Partially in response to a children’s feeding program being overwhelmed by ravenous teenagers, the Kibera Saints football club was birthed initially as a distraction but soon as a focus and a beacon of hope. Numbers grew, and local crime rates fell as football skills in tandem with a sense of belonging and purpose flourished. Police reported a drop in shootings whilst team betting and consequential physical beatings diminished. Within a few years, the senior teams climbed the local leagues and even the national divisions and did well; too well. Costs spiraled, transport, league and referees fees and mandatory compensation became unsustainable with current support and the difficult decision of rebirth had to be made. Let the older players fledge whilst starting an academy for the younger mainly boys.

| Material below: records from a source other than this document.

//! Session records and the request types that create, update and list them.

use std::collections::BTreeMap;

use chrono::{DateTime, Utc};
use serde::{Deserialize, Serialize};
use uuid::Uuid;

use conduit_llm::{Conversation, Message};

use crate::error::{Result, SessionError};
use crate::meta::GeneratorMeta;

// ─────────────────────────────────────────────────────────────────────────────
// Session Id
// ─────────────────────────────────────────────────────────────────────────────

/// Unique identifier for a session.
#[derive(Debug, Clone, Copy, PartialEq, Eq, Hash, PartialOrd, Ord, Serialize, Deserialize)]
#[serde(transparent)]
pub struct SessionId(Uuid);

impl SessionId {
    /// Generate a new random id.
    pub fn new() -> Self {
        Self(Uuid::new_v4())
    }

    /// Parse an id from its string form.
    pub fn parse(s: &str) -> Result<Self> {
        Uuid::parse_str(s)
            .map(Self)
            .map_err(|e| SessionError::BadParameter(format!("invalid session id '{}': {}", s, e)))
    }

    pub fn as_uuid(&self) -> &Uuid {
        &self.0
    }
}

impl Default for SessionId {
    fn default() -> Self {
        Self::new()
    }
}

impl std::fmt::Display for SessionId {
    fn fmt(&self, f: &mut std::fmt::Formatter<'_>) -> std::fmt::Result {
        write!(f, "{}", self.0)
    }
}

impl std::str::FromStr for SessionId {
    type Err = SessionError;

    fn from_str(s: &str) -> Result<Self> {
        Self::parse(s)
    }
}

// ─────────────────────────────────────────────────────────────────────────────
// Session
// ─────────────────────────────────────────────────────────────────────────────

/// A persisted conversation with its generator settings.
#[derive(Debug, Clone, PartialEq, Serialize, Deserialize)]
pub struct Session {
    pub id: SessionId,
    pub meta: GeneratorMeta,
    #[serde(default)]
    pub name: String,
    #[serde(default)]
    pub labels: BTreeMap<String, String>,
    #[serde(default)]
    pub messages: Conversation,
    /// Input tokens not attributable to any stored message.
    #[serde(default)]
    pub overhead: u32,
    pub created: DateTime<Utc>,
    pub modified: DateTime<Utc>,
}

impl Session {
    /// Create an empty session.
    pub fn new(meta: GeneratorMeta) -> Self {
        let now = Utc::now();
        Self {
            id: SessionId::new(),
            meta,
            name: String::new(),
            labels: BTreeMap::new(),
            messages: Conversation::new(),
            overhead: 0,
            created: now,
            modified: now,
        }
    }

    pub fn with_name(mut self, name: impl Into<String>) -> Self {
        self.name = name.into();
        self
    }

    pub fn with_labels(mut self, labels: BTreeMap<String, String>) -> Self {
        self.labels = labels;
        self
    }

    /// Append a message.
    pub fn append(&mut self, message: Message) {
        self.messages.push(message);
    }

    /// Current conversation length, for a later [`Session::rollback`].
    pub fn snapshot(&self) -> usize {
        self.messages.len()
    }

    /// Discard every message appended since `snapshot`.
    pub fn rollback(&mut self, snapshot: usize) {
        self.messages.truncate(snapshot);
    }

    /// Record the overhead implied by a backend's reported input tokens.
    ///
    /// The last message is the reply to that input, so it is excluded.
    /// Overhead is only updated when the input exceeds the remaining
    /// message tokens; returns the new value when it was.
    pub fn record_overhead(&mut self, input_tokens: u32) -> Option<u32> {
        let last = self.messages.last().map(|m| m.tokens).unwrap_or(0);
        let base = self.messages.tokens().saturating_sub(last);
        if input_tokens > base {
            self.overhead = input_tokens - base;
            Some(self.overhead)
        } else {
            None
        }
    }

    /// Mark the session modified now.
    pub fn touch(&mut self) {
        self.modified = Utc::now();
    }

    /// Append a finished turn and refresh overhead and the modified time.
    pub fn apply_turn(&mut self, turn: Turn) -> Option<u32> {
        for message in turn.messages {
            self.append(message);
        }
        self.touch();
        self.record_overhead(turn.input_tokens)
    }
}

/// The messages one chat produced, applied to the stored session in a
/// single step so concurrent metadata updates are preserved.
#[derive(Debug, Clone, PartialEq)]
pub struct Turn {
    pub messages: Vec<Message>,
    /// Input tokens the backend reported for the turn's final call.
    pub input_tokens: u32,
}

impl Turn {
    pub fn new(messages: Vec<Message>, input_tokens: u32) -> Self {
        Self {
            messages,
            input_tokens,
        }
    }
}

// ─────────────────────────────────────────────────────────────────────────────
// Requests
// ─────────────────────────────────────────────────────────────────────────────

/// Parameters for creating a session.
#[derive(Debug, Clone, Default, PartialEq, Serialize, Deserialize)]
pub struct NewSession {
    pub meta: GeneratorMeta,
    #[serde(default)]
    pub name: String,
    #[serde(default)]
    pub labels: BTreeMap<String, String>,
}

impl NewSession {
    pub fn new(meta: GeneratorMeta) -> Self {
        Self {
            meta,
            ..Self::default()
        }
    }

    pub fn with_name(mut self, name: impl Into<String>) -> Self {
        self.name = name.into();
        self
    }

    pub fn with_label(mut self, key: impl Into<String>, value: impl Into<String>) -> Self {
        self.labels.insert(key.into(), value.into());
        self
    }

    /// Build the session record.
    pub fn into_session(self) -> Session {
        Session::new(self.meta)
            .with_name(self.name)
            .with_labels(self.labels)
    }
}

/// A partial update to a session.
///
/// Set fields replace stored ones. A label with an empty value removes
/// that label.
#[derive(Debug, Clone, Default, PartialEq, Serialize, Deserialize)]
pub struct SessionUpdate {
    #[serde(default)]
    pub meta: GeneratorMeta,
    #[serde(default)]
    pub name: String,
    #[serde(default)]
    pub labels: BTreeMap<String, String>,
}

impl SessionUpdate {
    pub fn new() -> Self {
        Self::default()
    }

    pub fn with_meta(mut self, meta: GeneratorMeta) -> Self {
        self.meta = meta;
        self
    }

    pub fn with_name(mut self, name: impl Into<String>) -> Self {
        self.name = name.into();
        self
    }

    pub fn with_label(mut self, key: impl Into<String>, value: impl Into<String>) -> Self {
        self.labels.insert(key.into(), value.into());
        self
    }

    /// Apply to a session in place and mark it modified.
    pub fn apply(&self, session: &mut Session) {
        session.meta = session.meta.overlay(&self.meta);
        if !self.name.is_empty() {
            session.name = self.name.clone();
        }
        for (key, value) in &self.labels {
            if value.is_empty() {
                session.labels.remove(key);
            } else {
                session.labels.insert(key.clone(), value.clone());
            }
        }
        session.touch();
    }
}

// ─────────────────────────────────────────────────────────────────────────────
// Listing
// ─────────────────────────────────────────────────────────────────────────────

/// Which sessions to list. Empty fields match everything.
#[derive(Debug, Clone, Default, PartialEq, Serialize, Deserialize)]
pub struct ListFilter {
    /// Every label here must be present with the same value.
    #[serde(default)]
    pub labels: BTreeMap<String, String>,
    #[serde(default)]
    pub provider: Option<String>,
    #[serde(default)]
    pub model: Option<String>,
}

impl ListFilter {
    pub fn with_label(mut self, key: impl Into<String>, value: impl Into<String>) -> Self {
        self.labels.insert(key.into(), value.into());
        self
    }

    pub fn with_provider(mut self, provider: impl Into<String>) -> Self {
        self.provider = Some(provider.into());
        self
    }

    pub fn with_model(mut self, model: impl Into<String>) -> Self {
        self.model = Some(model.into());
        self
    }

    /// Check if a session passes this filter.
    pub fn matches(&self, session: &Session) -> bool {
        if let Some(ref provider) = self.provider
            && session.meta.provider != *provider
        {
            return false;
        }
        if let Some(ref model) = self.model
            && session.meta.model != *model
        {
            return false;
        }
        self.labels
            .iter()
            .all(|(k, v)| session.labels.get(k) == Some(v))
    }
}

/// Offset/limit pagination. A `limit` of `None` returns everything.
#[derive(Debug, Clone, Copy, Default, PartialEq, Eq, Serialize, Deserialize)]
pub struct Pagination {
    #[serde(default)]
    pub offset: usize,
    #[serde(default)]
    pub limit: Option<usize>,
}

impl Pagination {
    pub fn new(offset: usize, limit: usize) -> Self {
        Self {
            offset,
            limit: Some(limit),
        }
    }

    /// Slice a page out of `items`.
    pub fn page<T>(&self, items: Vec<T>) -> Vec<T> {
        let iter = items.into_iter().skip(self.offset);
        match self.limit {
            Some(limit) => iter.take(limit).collect(),
            None => iter.collect(),
        }
    }
}

/// One page of sessions plus the number that matched.
#[derive(Debug, Clone, Default, PartialEq, Serialize, Deserialize)]
pub struct SessionPage {
    pub sessions: Vec<Session>,
    pub total: usize,
}

impl SessionPage {
    /// Filter, order newest first and paginate.
    pub fn build(
        sessions: impl IntoIterator<Item = Session>,
        filter: &ListFilter,
        pagination: Pagination,
    ) -> Self {
        let mut matched: Vec<Session> = sessions
            .into_iter()
            .filter(|s| filter.matches(s))
            .collect();
        matched.sort_by(|a, b| b.modified.cmp(&a.modified).then_with(|| a.id.cmp(&b.id)));
        let total = matched.len();
        Self {
            sessions: pagination.page(matched),
            total,
        }
    }
}

// ─────────────────────────────────────────────────────────────────────────────
// Tests
// ─────────────────────────────────────────────────────────────────────────────

#[cfg(test)]
mod tests {
    use super::*;
    use chrono::Duration;
    use conduit_llm::{ContentBlock, ToolCall, ToolResult};
    use serde_json::json;

    #[test]
    fn test_session_id_parse() {
        let id = SessionId::new();
        let parsed: SessionId = id.to_string().parse().unwrap();
        assert_eq!(parsed, id);
        assert!(matches!(
            SessionId::parse("not-a-uuid"),
            Err(SessionError::BadParameter(_))
        ));
    }

    #[test]
    fn test_snapshot_and_rollback() {
        let mut session = Session::new(GeneratorMeta::new("m"));
        session.append(Message::user("one"));
        let snapshot = session.snapshot();

        session.append(Message::user("two"));
        session.append(Message::assistant("three"));
        session.rollback(snapshot);

        assert_eq!(session.messages.len(), 1);
        assert_eq!(session.messages.messages()[0].text(), "one");
    }

    #[test]
    fn test_overhead_only_when_input_exceeds_messages() {
        let mut session = Session::new(GeneratorMeta::new("m"));
        session.append(Message::user("hi").with_tokens(10));
        session.append(Message::assistant("hello").with_tokens(5));

        assert_eq!(session.record_overhead(25), Some(15));
        assert_eq!(session.overhead, 15);

        assert_eq!(session.record_overhead(8), None);
        assert_eq!(session.overhead, 15);
    }

    #[test]
    fn test_apply_turn_keeps_metadata() {
        let mut session = Session::new(GeneratorMeta::new("m")).with_name("kept");
        session.append(Message::user("earlier").with_tokens(4));
        let before = session.modified;

        let overhead = session.apply_turn(Turn::new(
            vec![
                Message::user("hi").with_tokens(2),
                Message::assistant("hello").with_tokens(3),
            ],
            10,
        ));

        assert_eq!(overhead, Some(4));
        assert_eq!(session.messages.len(), 3);
        assert_eq!(session.name, "kept");
        assert!(session.modified >= before);
    }

    #[test]
    fn test_update_labels_and_name() {
        let mut session = NewSession::new(GeneratorMeta::new("m").with_provider("p"))
            .with_name("first")
            .with_label("team", "infra")
            .with_label("env", "dev")
            .into_session();
        let before = session.modified;

        SessionUpdate::new()
            .with_label("env", "")
            .with_label("owner", "sam")
            .apply(&mut session);

        assert_eq!(session.name, "first");
        assert_eq!(session.labels.get("team").map(String::as_str), Some("infra"));
        assert!(!session.labels.contains_key("env"));
        assert_eq!(session.labels.get("owner").map(String::as_str), Some("sam"));
        assert_eq!(session.meta.provider, "p");
        assert!(session.modified >= before);
    }

    #[test]
    fn test_list_filter() {
        let session = NewSession::new(GeneratorMeta::new("m1").with_provider("p1"))
            .with_label("team", "infra")
            .into_session();

        assert!(ListFilter::default().matches(&session));
        assert!(ListFilter::default().with_label("team", "infra").matches(&session));
        assert!(!ListFilter::default().with_label("team", "web").matches(&session));
        assert!(ListFilter::default().with_provider("p1").with_model("m1").matches(&session));
        assert!(!ListFilter::default().with_model("m2").matches(&session));
    }

    #[test]
    fn test_page_orders_newest_first() {
        let base = Utc::now();
        let sessions: Vec<Session> = (0..5)
            .map(|i| {
                let mut s = Session::new(GeneratorMeta::new("m")).with_name(format!("s{i}"));
                s.modified = base + Duration::seconds(i);
                s
            })
            .collect();

        let page = SessionPage::build(sessions, &ListFilter::default(), Pagination::new(1, 2));
        assert_eq!(page.total, 5);
        let names: Vec<&str> = page.sessions.iter().map(|s| s.name.as_str()).collect();
        assert_eq!(names, vec!["s3", "s2"]);
    }

    #[test]
    fn test_session_json_round_trip() {
        let mut session = NewSession::new(
            GeneratorMeta::new("m")
                .with_provider("p")
                .with_system_prompt("sys")
                .with_response_format(json!({"type": "object"}))
                .with_thinking(false)
                .with_thinking_budget(512),
        )
        .with_name("named")
        .with_label("k", "v")
        .into_session();
        session.append(Message::user("q").with_tokens(1));
        session.append(Message::tool_calls(vec![ToolCall::new("c", "t", json!({"a": 1}))]));
        session.append(Message::tool_results(vec![ToolResult::error("c", "t", "x")]));
        session.append(Message::new(
            conduit_llm::Role::Assistant,
            vec![ContentBlock::text("done")],
        ));
        session.overhead = 42;

        let json = serde_json::to_string(&session).unwrap();
        let restored: Session = serde_json::from_str(&json).unwrap();
        assert_eq!(restored, session);
    }
}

Understandably many of the older players felt let down and made rumblings but some turned to coaching the new starts as their numbers and demand soared. In under a year over 100 turn out most weeks to a dusty rough school ground on the edge of Kibera to play and be trained and just belong. Noisy but focused whilst the coaches are transforming lives and providing hope and purpose and a distraction from a tough life in Kibera. Proudly wearing their sponsored strips with their name printed, the sense of joy is palpable whilst for just a moment the players are somebody and part of something.
Questioning the name change from Kibera Saints to Kenya Saints brought a sobering response. In away games, the removal of the slum label just gives that edge and raises heads; giving hope that there is life beyond Kibera.